Problem details: Would you count how many lines of the material below hold the string "Copy"? Give only the number.

*** Data provided ***

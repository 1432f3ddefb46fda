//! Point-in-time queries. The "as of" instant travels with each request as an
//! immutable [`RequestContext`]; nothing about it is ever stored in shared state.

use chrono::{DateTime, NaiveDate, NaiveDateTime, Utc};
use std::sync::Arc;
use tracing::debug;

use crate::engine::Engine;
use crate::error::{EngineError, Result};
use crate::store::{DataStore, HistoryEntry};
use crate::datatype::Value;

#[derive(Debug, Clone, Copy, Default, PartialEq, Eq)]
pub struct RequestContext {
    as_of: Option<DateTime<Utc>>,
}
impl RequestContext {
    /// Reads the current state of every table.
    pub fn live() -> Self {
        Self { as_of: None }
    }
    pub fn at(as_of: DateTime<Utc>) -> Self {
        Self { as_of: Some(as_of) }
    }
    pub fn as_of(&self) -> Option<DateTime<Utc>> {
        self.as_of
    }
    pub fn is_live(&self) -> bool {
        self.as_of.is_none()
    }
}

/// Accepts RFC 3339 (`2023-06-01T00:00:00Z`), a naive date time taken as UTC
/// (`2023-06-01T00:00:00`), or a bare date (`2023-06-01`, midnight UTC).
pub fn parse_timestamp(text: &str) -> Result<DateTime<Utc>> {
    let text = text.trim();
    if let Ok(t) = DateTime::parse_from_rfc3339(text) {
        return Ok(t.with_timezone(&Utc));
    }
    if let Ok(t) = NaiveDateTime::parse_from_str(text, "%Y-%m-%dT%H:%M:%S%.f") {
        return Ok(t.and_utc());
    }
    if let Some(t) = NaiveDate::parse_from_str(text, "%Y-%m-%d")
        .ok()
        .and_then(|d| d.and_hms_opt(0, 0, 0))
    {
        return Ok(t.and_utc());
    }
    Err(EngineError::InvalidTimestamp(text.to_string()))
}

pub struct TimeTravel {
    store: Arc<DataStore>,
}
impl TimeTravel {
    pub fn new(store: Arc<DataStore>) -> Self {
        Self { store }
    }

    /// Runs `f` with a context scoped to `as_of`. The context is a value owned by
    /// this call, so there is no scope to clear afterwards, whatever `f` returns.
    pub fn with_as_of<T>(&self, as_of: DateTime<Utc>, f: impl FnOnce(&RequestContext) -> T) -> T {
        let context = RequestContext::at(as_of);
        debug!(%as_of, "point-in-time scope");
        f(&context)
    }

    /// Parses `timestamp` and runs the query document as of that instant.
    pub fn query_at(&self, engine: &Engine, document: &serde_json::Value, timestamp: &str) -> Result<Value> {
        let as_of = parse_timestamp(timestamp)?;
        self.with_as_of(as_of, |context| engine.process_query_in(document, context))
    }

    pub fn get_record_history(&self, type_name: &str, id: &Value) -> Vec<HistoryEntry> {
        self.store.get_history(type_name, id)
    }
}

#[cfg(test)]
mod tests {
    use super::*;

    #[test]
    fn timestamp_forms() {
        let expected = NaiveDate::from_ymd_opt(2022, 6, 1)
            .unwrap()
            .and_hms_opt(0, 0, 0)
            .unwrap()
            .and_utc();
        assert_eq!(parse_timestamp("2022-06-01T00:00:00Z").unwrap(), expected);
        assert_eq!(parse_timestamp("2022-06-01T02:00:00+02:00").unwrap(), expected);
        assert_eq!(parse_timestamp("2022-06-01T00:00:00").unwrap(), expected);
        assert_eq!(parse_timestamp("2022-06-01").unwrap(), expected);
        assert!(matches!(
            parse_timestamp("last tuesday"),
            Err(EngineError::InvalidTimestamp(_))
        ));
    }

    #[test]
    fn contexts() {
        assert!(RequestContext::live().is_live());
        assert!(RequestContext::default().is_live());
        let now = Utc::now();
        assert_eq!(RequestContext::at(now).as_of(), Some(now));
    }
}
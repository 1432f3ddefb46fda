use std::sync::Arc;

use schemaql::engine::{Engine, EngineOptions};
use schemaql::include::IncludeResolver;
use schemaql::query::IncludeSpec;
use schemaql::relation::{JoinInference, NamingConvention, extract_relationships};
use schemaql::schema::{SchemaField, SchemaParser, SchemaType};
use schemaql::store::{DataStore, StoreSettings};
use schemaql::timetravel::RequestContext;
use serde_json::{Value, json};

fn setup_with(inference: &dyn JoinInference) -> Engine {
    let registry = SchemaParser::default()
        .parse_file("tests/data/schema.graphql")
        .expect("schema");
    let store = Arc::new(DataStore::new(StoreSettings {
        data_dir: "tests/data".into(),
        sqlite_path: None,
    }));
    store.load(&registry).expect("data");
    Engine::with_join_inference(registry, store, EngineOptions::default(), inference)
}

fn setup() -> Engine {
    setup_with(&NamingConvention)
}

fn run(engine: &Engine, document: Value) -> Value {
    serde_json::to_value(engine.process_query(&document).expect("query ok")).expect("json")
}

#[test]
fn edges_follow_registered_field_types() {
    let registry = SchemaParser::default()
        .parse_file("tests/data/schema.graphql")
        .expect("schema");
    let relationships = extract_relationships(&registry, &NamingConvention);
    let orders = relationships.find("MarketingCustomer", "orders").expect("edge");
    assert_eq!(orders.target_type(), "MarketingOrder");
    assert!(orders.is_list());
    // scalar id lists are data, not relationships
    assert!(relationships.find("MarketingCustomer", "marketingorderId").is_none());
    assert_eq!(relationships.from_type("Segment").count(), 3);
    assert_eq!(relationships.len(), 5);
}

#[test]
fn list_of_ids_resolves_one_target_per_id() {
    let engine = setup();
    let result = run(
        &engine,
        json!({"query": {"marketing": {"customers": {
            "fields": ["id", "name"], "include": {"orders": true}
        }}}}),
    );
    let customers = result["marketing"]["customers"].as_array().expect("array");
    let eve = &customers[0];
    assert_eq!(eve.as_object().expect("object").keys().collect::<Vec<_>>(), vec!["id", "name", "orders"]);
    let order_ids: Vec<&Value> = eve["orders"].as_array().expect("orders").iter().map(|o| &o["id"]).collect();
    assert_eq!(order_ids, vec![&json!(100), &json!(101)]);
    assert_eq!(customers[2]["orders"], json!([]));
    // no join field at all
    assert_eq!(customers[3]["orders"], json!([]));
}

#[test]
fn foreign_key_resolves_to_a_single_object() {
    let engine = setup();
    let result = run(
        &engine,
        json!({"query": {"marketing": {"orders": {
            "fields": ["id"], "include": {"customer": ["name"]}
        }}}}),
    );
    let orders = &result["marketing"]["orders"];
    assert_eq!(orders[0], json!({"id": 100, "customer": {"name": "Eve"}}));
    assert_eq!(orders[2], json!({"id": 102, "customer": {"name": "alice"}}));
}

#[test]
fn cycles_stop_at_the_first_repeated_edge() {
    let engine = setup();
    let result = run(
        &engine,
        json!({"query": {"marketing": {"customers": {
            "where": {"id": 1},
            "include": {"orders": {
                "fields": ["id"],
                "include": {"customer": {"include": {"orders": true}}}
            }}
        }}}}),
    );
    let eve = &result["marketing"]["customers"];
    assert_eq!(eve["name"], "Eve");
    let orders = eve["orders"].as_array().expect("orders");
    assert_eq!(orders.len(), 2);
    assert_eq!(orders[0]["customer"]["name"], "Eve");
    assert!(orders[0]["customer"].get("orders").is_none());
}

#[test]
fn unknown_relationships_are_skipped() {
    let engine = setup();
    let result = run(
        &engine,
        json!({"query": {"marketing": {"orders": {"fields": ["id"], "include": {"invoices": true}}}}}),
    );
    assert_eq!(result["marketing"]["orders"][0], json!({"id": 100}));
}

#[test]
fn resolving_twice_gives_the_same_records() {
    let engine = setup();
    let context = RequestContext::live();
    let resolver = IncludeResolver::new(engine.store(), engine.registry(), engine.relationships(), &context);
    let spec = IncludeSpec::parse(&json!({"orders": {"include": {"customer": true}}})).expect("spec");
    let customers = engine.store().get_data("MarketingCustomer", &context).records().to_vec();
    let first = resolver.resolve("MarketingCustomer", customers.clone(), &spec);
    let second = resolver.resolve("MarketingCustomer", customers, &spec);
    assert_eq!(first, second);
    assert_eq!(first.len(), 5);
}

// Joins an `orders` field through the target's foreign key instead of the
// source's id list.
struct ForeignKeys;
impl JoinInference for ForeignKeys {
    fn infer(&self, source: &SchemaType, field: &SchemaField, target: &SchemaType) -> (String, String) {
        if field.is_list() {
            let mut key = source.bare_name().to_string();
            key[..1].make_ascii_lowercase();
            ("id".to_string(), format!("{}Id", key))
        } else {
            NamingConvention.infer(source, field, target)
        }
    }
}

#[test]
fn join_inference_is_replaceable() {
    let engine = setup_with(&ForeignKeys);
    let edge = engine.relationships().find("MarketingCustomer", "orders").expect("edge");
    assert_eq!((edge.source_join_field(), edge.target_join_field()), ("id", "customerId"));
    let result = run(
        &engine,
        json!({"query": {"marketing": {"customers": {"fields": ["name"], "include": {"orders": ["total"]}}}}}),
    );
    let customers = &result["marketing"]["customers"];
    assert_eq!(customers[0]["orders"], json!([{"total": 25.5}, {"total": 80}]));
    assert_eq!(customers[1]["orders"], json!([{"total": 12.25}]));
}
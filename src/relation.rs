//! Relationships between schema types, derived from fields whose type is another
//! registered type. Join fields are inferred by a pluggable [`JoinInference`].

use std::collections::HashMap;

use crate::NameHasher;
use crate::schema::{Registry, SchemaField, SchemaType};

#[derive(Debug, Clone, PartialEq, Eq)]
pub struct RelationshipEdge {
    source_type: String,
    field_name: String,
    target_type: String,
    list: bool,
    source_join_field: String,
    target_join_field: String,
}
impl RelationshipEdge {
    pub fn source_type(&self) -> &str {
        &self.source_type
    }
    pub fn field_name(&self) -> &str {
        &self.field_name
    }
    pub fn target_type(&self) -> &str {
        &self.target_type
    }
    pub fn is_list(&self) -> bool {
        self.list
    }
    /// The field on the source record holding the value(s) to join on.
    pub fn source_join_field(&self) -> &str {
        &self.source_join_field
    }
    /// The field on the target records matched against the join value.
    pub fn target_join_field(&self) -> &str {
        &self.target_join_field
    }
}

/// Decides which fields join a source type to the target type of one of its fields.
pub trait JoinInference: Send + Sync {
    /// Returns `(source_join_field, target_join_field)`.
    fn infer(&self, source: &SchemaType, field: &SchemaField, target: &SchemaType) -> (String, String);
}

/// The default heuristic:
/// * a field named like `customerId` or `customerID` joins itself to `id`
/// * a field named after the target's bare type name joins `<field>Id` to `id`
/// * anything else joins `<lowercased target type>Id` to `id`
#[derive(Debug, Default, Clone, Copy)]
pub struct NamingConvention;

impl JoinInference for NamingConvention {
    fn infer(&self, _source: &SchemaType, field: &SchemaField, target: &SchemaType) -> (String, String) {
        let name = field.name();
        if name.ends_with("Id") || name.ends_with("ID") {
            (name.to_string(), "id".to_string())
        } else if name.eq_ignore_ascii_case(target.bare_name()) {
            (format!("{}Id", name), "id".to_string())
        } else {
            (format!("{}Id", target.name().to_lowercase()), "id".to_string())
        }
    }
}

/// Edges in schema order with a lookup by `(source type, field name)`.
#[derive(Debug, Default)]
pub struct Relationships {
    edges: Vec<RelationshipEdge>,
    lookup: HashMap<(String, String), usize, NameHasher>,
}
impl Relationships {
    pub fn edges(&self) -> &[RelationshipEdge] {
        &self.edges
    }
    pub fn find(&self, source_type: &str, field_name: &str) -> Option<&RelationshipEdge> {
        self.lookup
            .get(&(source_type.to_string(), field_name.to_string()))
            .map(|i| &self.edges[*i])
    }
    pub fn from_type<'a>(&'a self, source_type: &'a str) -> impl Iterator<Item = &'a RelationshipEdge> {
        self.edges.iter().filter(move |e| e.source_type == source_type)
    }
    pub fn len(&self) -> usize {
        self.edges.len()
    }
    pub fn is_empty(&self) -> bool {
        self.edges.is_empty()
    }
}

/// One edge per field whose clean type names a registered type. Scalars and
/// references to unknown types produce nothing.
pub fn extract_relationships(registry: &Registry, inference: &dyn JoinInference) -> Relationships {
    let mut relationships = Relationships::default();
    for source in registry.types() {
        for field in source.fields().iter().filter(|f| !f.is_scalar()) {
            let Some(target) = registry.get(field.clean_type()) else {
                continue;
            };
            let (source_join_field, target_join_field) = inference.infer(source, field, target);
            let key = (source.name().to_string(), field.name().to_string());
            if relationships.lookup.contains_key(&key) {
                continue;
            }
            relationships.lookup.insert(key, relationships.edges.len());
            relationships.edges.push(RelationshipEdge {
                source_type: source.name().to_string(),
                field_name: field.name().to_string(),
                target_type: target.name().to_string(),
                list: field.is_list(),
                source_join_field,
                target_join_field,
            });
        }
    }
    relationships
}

*** End of Data provided ***

Result of this task: 2